• **Work task**
Search the data below for the string "StoreConfig" and copy all lines where it shows up.

Stored data

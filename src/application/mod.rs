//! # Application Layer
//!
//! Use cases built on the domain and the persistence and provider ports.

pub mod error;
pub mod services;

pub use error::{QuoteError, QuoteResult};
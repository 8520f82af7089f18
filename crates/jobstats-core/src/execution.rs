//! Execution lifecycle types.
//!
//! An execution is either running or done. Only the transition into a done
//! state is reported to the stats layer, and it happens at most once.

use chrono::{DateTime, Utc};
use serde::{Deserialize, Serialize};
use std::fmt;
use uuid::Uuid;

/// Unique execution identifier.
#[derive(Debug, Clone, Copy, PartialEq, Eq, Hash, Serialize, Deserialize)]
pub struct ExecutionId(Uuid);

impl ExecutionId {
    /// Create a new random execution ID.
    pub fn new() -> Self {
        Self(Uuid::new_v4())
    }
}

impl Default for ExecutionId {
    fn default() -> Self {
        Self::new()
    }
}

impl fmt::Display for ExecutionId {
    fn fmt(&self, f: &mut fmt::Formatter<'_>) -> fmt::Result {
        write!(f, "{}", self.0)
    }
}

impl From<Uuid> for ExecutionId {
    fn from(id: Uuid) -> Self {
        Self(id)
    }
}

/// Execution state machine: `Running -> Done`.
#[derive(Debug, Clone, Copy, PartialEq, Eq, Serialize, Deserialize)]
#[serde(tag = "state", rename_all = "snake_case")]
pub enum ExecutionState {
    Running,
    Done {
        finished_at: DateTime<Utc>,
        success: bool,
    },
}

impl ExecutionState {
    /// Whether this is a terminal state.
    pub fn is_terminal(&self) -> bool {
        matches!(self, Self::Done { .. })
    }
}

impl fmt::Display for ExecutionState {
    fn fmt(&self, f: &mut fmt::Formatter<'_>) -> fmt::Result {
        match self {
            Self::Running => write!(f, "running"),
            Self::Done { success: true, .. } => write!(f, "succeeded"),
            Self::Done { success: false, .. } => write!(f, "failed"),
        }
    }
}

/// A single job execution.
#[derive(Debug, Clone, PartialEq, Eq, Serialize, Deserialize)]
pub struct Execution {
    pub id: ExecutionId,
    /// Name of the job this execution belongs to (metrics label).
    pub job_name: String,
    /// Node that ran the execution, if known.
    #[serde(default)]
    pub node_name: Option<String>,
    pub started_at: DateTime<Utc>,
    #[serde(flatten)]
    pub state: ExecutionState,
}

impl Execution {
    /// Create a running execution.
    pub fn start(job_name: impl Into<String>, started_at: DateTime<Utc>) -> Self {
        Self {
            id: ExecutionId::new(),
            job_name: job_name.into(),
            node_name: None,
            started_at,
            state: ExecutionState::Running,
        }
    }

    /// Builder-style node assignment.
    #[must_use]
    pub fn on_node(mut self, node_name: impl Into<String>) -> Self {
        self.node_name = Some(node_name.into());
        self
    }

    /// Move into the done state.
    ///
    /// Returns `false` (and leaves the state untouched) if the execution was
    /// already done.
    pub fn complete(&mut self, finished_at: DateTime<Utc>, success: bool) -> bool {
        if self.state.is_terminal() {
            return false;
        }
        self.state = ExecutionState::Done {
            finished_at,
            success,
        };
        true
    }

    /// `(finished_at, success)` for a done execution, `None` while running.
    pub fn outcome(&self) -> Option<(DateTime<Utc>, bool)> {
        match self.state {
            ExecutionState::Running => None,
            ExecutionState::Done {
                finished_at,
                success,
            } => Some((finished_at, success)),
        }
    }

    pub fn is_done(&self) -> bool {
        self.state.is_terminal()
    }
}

==

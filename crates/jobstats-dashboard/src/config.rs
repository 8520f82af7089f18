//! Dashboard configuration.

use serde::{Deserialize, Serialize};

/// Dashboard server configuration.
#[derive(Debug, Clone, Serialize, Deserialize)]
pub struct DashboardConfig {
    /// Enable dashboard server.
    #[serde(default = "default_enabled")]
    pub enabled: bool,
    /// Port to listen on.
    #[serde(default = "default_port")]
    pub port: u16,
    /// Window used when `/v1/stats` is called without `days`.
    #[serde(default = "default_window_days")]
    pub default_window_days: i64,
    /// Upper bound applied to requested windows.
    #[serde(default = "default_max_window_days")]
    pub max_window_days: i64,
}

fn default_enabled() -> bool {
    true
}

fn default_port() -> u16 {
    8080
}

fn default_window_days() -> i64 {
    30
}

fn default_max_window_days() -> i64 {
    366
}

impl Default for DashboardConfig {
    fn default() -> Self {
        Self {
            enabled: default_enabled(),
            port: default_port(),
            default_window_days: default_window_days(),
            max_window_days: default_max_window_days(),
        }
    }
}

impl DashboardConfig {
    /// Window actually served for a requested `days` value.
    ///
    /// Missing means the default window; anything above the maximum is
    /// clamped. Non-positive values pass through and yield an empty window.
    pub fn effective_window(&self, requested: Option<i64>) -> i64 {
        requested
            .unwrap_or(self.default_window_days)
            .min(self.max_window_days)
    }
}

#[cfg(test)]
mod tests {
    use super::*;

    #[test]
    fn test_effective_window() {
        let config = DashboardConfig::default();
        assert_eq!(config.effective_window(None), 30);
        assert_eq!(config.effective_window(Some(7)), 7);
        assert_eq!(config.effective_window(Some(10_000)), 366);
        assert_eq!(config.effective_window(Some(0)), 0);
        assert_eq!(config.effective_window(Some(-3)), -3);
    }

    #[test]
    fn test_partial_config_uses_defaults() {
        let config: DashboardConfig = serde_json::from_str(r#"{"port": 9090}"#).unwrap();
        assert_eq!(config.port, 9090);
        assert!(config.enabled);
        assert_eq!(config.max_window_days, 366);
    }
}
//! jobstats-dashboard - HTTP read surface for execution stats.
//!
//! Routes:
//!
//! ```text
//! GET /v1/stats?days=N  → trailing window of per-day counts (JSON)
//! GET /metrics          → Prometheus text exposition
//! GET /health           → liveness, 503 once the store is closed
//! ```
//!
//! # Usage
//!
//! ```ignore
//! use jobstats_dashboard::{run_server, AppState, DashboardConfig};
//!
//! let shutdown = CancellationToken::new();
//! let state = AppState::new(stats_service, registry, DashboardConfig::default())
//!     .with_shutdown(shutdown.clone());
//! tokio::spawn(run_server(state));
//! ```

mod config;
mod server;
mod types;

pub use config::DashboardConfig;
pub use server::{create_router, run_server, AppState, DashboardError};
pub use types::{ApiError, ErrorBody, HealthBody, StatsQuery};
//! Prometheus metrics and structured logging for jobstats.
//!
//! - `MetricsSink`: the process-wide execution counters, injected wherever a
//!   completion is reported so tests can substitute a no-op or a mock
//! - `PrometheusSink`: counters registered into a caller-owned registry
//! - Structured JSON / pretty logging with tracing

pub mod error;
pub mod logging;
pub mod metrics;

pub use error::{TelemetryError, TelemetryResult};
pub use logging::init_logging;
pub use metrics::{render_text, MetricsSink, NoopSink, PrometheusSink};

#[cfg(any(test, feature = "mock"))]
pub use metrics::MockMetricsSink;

---

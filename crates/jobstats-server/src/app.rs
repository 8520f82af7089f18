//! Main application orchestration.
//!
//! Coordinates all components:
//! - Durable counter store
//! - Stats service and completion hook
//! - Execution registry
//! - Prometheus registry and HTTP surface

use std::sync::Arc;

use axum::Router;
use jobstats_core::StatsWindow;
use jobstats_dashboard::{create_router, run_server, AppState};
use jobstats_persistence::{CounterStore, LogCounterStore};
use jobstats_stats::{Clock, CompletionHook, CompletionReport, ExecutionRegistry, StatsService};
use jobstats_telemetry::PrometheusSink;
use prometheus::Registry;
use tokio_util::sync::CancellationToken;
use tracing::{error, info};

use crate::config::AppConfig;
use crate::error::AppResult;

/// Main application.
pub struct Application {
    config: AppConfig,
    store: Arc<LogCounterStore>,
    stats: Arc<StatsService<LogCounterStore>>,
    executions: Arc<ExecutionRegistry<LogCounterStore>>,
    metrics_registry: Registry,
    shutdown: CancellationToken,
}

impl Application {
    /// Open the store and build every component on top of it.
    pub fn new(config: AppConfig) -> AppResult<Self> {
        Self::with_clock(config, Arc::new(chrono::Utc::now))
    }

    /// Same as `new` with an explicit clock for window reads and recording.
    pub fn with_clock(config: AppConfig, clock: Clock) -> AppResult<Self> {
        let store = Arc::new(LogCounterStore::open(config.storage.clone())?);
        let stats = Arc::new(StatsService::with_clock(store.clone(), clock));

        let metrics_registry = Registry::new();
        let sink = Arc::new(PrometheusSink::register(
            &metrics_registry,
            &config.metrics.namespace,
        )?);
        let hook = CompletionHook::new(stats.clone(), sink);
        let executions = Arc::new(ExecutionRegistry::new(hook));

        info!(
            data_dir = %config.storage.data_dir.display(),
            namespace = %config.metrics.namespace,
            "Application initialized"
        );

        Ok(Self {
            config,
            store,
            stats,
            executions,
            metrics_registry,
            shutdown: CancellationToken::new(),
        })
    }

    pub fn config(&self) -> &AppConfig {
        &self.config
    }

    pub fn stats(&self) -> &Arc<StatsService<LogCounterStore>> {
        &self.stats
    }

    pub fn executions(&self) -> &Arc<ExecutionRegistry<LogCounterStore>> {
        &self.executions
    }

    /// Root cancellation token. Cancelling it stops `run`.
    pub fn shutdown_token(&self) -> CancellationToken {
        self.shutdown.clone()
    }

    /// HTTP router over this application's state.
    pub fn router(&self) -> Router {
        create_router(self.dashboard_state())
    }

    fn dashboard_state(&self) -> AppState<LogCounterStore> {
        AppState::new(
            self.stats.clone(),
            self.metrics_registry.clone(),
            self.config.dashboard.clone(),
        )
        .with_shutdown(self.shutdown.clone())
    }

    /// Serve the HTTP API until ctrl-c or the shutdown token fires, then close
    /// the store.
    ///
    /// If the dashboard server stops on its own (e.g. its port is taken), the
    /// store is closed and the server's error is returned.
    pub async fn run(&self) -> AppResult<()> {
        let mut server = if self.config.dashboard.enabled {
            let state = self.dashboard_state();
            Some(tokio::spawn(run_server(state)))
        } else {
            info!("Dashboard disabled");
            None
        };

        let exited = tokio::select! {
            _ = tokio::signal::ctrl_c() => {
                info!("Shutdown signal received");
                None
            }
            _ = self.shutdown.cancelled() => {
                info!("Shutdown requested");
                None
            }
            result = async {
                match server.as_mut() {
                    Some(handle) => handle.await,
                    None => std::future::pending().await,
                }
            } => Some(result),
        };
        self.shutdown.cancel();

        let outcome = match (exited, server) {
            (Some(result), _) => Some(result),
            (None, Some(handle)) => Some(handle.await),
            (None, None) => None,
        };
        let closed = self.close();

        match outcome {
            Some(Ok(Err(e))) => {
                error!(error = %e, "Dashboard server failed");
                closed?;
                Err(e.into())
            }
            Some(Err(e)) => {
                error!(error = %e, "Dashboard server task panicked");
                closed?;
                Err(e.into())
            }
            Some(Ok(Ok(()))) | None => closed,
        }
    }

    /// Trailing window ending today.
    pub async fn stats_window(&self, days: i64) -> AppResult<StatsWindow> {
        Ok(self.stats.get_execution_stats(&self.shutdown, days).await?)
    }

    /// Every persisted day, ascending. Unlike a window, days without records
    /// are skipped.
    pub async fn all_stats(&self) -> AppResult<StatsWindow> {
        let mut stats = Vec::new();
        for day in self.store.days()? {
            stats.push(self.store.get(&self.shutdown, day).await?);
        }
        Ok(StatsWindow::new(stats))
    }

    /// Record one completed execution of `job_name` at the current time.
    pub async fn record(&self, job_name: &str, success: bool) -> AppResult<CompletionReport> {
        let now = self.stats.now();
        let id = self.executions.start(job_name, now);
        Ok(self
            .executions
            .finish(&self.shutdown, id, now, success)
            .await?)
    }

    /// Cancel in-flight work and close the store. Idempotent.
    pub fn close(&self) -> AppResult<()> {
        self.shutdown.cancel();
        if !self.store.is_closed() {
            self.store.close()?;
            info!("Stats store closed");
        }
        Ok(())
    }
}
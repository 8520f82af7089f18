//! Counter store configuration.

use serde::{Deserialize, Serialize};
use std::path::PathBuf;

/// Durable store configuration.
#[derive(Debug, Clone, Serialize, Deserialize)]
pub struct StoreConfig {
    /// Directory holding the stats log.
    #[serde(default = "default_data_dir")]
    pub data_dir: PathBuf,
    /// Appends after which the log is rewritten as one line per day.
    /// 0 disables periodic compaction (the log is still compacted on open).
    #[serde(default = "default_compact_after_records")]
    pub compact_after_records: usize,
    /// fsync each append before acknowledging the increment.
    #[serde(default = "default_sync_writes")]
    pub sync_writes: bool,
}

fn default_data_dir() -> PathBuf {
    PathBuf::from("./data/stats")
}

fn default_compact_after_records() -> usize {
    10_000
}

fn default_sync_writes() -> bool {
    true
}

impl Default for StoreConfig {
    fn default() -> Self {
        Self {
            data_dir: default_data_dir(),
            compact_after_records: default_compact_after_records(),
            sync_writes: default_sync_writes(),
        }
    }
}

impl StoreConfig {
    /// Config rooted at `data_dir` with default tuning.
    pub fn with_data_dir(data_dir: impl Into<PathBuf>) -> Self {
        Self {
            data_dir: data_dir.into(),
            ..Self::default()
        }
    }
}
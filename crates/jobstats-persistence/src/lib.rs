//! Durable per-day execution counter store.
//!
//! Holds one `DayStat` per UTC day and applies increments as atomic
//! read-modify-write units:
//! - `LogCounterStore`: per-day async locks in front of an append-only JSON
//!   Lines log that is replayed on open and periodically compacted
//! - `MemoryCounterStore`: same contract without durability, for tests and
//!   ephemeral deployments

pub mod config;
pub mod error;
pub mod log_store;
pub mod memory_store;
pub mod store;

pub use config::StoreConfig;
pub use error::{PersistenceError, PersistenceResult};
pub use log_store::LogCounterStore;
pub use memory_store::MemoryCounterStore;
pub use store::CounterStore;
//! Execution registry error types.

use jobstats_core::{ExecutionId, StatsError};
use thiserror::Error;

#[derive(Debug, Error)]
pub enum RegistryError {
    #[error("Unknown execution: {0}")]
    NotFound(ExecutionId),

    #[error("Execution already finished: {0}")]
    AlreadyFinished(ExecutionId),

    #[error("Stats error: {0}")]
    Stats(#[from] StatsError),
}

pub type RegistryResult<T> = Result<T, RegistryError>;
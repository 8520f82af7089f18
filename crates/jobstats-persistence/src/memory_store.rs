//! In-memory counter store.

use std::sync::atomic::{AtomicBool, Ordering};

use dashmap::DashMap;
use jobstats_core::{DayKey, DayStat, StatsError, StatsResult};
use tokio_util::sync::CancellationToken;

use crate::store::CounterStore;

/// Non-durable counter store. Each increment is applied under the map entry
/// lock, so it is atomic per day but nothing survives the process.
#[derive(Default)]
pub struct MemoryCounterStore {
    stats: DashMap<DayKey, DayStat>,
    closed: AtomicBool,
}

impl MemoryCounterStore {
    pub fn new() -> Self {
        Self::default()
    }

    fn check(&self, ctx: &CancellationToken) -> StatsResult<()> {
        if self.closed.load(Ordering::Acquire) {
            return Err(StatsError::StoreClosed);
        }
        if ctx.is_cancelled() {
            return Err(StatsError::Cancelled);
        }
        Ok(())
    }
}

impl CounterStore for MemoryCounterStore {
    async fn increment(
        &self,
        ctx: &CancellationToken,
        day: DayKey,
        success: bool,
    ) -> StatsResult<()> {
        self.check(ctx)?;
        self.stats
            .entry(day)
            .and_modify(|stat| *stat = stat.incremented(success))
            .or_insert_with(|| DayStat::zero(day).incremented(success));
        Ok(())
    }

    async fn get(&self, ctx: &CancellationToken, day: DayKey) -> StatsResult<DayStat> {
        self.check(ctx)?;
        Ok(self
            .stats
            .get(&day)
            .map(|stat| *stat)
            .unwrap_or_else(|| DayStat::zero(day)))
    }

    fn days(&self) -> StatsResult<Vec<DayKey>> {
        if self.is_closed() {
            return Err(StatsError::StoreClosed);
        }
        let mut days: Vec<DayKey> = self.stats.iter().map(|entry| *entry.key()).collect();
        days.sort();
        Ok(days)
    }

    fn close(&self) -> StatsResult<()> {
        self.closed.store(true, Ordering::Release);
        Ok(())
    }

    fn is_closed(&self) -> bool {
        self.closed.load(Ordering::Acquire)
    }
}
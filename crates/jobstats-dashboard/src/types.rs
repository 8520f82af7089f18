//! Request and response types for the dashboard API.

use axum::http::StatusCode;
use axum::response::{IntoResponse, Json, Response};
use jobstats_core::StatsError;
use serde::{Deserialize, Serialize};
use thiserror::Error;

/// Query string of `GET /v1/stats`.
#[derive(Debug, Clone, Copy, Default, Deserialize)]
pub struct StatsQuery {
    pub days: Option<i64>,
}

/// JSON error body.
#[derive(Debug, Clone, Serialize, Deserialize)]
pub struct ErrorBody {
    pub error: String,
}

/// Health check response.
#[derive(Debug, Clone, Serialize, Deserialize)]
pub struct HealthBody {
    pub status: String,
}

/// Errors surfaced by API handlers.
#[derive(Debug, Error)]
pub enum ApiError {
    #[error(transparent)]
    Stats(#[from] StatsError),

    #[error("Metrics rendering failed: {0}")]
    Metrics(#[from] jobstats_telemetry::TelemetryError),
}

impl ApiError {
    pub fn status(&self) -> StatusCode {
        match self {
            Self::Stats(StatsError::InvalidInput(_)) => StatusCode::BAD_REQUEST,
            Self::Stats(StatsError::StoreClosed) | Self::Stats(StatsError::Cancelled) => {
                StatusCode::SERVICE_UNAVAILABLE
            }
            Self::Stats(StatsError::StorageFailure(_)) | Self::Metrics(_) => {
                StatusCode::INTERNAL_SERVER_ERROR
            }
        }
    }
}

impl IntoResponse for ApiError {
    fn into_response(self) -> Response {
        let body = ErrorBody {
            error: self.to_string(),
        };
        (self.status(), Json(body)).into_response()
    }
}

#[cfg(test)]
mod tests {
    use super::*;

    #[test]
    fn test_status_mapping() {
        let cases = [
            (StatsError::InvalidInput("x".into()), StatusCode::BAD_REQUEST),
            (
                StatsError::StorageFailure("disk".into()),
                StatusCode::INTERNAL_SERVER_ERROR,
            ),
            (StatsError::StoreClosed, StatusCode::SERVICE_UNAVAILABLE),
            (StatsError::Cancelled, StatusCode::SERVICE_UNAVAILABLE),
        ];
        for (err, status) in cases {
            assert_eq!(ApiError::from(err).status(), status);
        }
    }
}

• **Exercise response**
pub struct StoreConfig {
impl Default for StoreConfig {
impl StoreConfig {
pub use config::StoreConfig;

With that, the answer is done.